Retype every entry below without any change.
*** Block opens ***
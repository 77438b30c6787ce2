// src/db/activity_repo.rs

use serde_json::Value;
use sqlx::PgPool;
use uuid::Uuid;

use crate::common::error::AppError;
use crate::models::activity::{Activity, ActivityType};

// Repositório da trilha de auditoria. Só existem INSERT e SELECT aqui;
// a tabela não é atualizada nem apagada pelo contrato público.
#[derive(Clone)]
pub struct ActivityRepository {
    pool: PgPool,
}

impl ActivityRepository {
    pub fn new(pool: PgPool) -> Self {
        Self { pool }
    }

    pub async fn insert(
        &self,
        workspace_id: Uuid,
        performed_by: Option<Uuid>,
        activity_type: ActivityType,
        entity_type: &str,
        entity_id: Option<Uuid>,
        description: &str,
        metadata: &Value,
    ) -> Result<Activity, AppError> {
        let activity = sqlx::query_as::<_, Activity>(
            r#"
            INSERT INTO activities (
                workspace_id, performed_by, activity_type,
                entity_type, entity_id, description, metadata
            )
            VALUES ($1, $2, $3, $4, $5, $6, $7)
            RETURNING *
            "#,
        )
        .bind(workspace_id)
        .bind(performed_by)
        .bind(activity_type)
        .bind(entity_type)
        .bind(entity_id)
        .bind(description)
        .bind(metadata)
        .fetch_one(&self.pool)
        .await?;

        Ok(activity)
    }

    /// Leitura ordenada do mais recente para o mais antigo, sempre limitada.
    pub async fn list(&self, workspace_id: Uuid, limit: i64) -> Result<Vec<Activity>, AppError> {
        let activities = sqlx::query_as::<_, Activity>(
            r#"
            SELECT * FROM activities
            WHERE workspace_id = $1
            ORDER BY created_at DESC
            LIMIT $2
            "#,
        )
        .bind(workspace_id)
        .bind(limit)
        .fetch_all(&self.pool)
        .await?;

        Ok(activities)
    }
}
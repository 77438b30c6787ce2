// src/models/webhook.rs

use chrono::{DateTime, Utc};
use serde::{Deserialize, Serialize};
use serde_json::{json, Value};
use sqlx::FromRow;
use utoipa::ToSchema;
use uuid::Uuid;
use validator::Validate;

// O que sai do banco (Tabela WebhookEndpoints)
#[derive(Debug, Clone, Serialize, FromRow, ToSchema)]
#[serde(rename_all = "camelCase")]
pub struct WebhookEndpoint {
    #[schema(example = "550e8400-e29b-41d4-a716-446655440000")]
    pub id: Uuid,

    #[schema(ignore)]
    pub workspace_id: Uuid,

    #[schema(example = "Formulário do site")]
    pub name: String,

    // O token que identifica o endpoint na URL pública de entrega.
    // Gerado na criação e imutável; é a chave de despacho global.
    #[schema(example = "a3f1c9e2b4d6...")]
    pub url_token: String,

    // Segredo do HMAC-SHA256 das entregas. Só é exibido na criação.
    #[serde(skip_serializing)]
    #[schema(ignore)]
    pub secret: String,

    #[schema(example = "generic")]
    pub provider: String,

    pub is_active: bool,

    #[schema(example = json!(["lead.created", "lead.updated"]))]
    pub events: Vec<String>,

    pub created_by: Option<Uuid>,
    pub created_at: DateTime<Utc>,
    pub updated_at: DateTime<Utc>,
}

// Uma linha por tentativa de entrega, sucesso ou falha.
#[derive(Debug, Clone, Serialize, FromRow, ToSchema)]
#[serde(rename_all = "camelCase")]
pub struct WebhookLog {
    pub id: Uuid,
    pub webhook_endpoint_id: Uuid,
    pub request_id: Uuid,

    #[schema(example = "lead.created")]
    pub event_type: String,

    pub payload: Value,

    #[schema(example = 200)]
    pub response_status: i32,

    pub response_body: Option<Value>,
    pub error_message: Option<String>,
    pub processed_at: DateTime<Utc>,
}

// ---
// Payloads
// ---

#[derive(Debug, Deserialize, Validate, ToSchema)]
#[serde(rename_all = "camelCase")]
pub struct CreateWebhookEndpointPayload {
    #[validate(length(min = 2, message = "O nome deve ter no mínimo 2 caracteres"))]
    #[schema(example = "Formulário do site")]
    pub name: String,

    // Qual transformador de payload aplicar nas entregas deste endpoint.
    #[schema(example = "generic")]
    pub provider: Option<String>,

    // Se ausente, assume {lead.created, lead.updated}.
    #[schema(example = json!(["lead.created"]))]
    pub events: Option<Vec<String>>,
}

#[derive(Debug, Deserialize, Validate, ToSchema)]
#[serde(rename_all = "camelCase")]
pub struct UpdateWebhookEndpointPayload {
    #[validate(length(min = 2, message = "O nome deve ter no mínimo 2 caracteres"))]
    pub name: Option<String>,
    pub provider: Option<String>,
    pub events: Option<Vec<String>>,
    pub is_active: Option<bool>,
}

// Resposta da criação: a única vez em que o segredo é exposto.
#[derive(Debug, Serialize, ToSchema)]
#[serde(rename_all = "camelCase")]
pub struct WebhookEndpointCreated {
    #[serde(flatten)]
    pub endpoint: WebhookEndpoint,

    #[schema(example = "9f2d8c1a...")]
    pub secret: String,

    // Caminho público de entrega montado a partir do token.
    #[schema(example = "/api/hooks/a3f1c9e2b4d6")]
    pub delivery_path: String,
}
*** Block closes ***
**RESULT:**
repository 77438b30c6787ce2
// src/db/activity_repo.rs

use serde_json::Value;
use sqlx::PgPool;
use uuid::Uuid;

use crate::common::error::AppError;
use crate::models::activity::{Activity, ActivityType};

// Repositório da trilha de auditoria. Só existem INSERT e SELECT aqui;
// a tabela não é atualizada nem apagada pelo contrato público.
#[derive(Clone)]
pub struct ActivityRepository {
    pool: PgPool,
}

impl ActivityRepository {
    pub fn new(pool: PgPool) -> Self {
        Self { pool }
    }

    pub async fn insert(
        &self,
        workspace_id: Uuid,
        performed_by: Option<Uuid>,
        activity_type: ActivityType,
        entity_type: &str,
        entity_id: Option<Uuid>,
        description: &str,
        metadata: &Value,
    ) -> Result<Activity, AppError> {
        let activity = sqlx::query_as::<_, Activity>(
            r#"
            INSERT INTO activities (
                workspace_id, performed_by, activity_type,
                entity_type, entity_id, description, metadata
            )
            VALUES ($1, $2, $3, $4, $5, $6, $7)
            RETURNING *
            "#,
        )
        .bind(workspace_id)
        .bind(performed_by)
        .bind(activity_type)
        .bind(entity_type)
        .bind(entity_id)
        .bind(description)
        .bind(metadata)
        .fetch_one(&self.pool)
        .await?;

        Ok(activity)
    }

    /// Leitura ordenada do mais recente para o mais antigo, sempre limitada.
    pub async fn list(&self, workspace_id: Uuid, limit: i64) -> Result<Vec<Activity>, AppError> {
        let activities = sqlx::query_as::<_, Activity>(
            r#"
            SELECT * FROM activities
            WHERE workspace_id = $1
            ORDER BY created_at DESC
            LIMIT $2
            "#,
        )
        .bind(workspace_id)
        .bind(limit)
        .fetch_all(&self.pool)
        .await?;

        Ok(activities)
    }
}
repository 77438b30c6787ce2
// src/models/webhook.rs

use chrono::{DateTime, Utc};
use serde::{Deserialize, Serialize};
use serde_json::{json, Value};
use sqlx::FromRow;
use utoipa::ToSchema;
use uuid::Uuid;
use validator::Validate;

// O que sai do banco (Tabela WebhookEndpoints)
#[derive(Debug, Clone, Serialize, FromRow, ToSchema)]
#[serde(rename_all = "camelCase")]
pub struct WebhookEndpoint {
    #[schema(example = "550e8400-e29b-41d4-a716-446655440000")]
    pub id: Uuid,

    #[schema(ignore)]
    pub workspace_id: Uuid,

    #[schema(example = "Formulário do site")]
    pub name: String,

    // O token que identifica o endpoint na URL pública de entrega.
    // Gerado na criação e imutável; é a chave de despacho global.
    #[schema(example = "a3f1c9e2b4d6...")]
    pub url_token: String,

    // Segredo do HMAC-SHA256 das entregas. Só é exibido na criação.
    #[serde(skip_serializing)]
    #[schema(ignore)]
    pub secret: String,

    #[schema(example = "generic")]
    pub provider: String,

    pub is_active: bool,

    #[schema(example = json!(["lead.created", "lead.updated"]))]
    pub events: Vec<String>,

    pub created_by: Option<Uuid>,
    pub created_at: DateTime<Utc>,
    pub updated_at: DateTime<Utc>,
}

// Uma linha por tentativa de entrega, sucesso ou falha.
#[derive(Debug, Clone, Serialize, FromRow, ToSchema)]
#[serde(rename_all = "camelCase")]
pub struct WebhookLog {
    pub id: Uuid,
    pub webhook_endpoint_id: Uuid,
    pub request_id: Uuid,

    #[schema(example = "lead.created")]
    pub event_type: String,

    pub payload: Value,

    #[schema(example = 200)]
    pub response_status: i32,

    pub response_body: Option<Value>,
    pub error_message: Option<String>,
    pub processed_at: DateTime<Utc>,
}

// ---
// Payloads
// ---

#[derive(Debug, Deserialize, Validate, ToSchema)]
#[serde(rename_all = "camelCase")]
pub struct CreateWebhookEndpointPayload {
    #[validate(length(min = 2, message = "O nome deve ter no mínimo 2 caracteres"))]
    #[schema(example = "Formulário do site")]
    pub name: String,

    // Qual transformador de payload aplicar nas entregas deste endpoint.
    #[schema(example = "generic")]
    pub provider: Option<String>,

    // Se ausente, assume {lead.created, lead.updated}.
    #[schema(example = json!(["lead.created"]))]
    pub events: Option<Vec<String>>,
}

#[derive(Debug, Deserialize, Validate, ToSchema)]
#[serde(rename_all = "camelCase")]
pub struct UpdateWebhookEndpointPayload {
    #[validate(length(min = 2, message = "O nome deve ter no mínimo 2 caracteres"))]
    pub name: Option<String>,
    pub provider: Option<String>,
    pub events: Option<Vec<String>>,
    pub is_active: Option<bool>,
}

// Resposta da criação: a única vez em que o segredo é exposto.
#[derive(Debug, Serialize, ToSchema)]
#[serde(rename_all = "camelCase")]
pub struct WebhookEndpointCreated {
    #[serde(flatten)]
    pub endpoint: WebhookEndpoint,

    #[schema(example = "9f2d8c1a...")]
    pub secret: String,

    // Caminho público de entrega montado a partir do token.
    #[schema(example = "/api/hooks/a3f1c9e2b4d6")]
    pub delivery_path: String,
}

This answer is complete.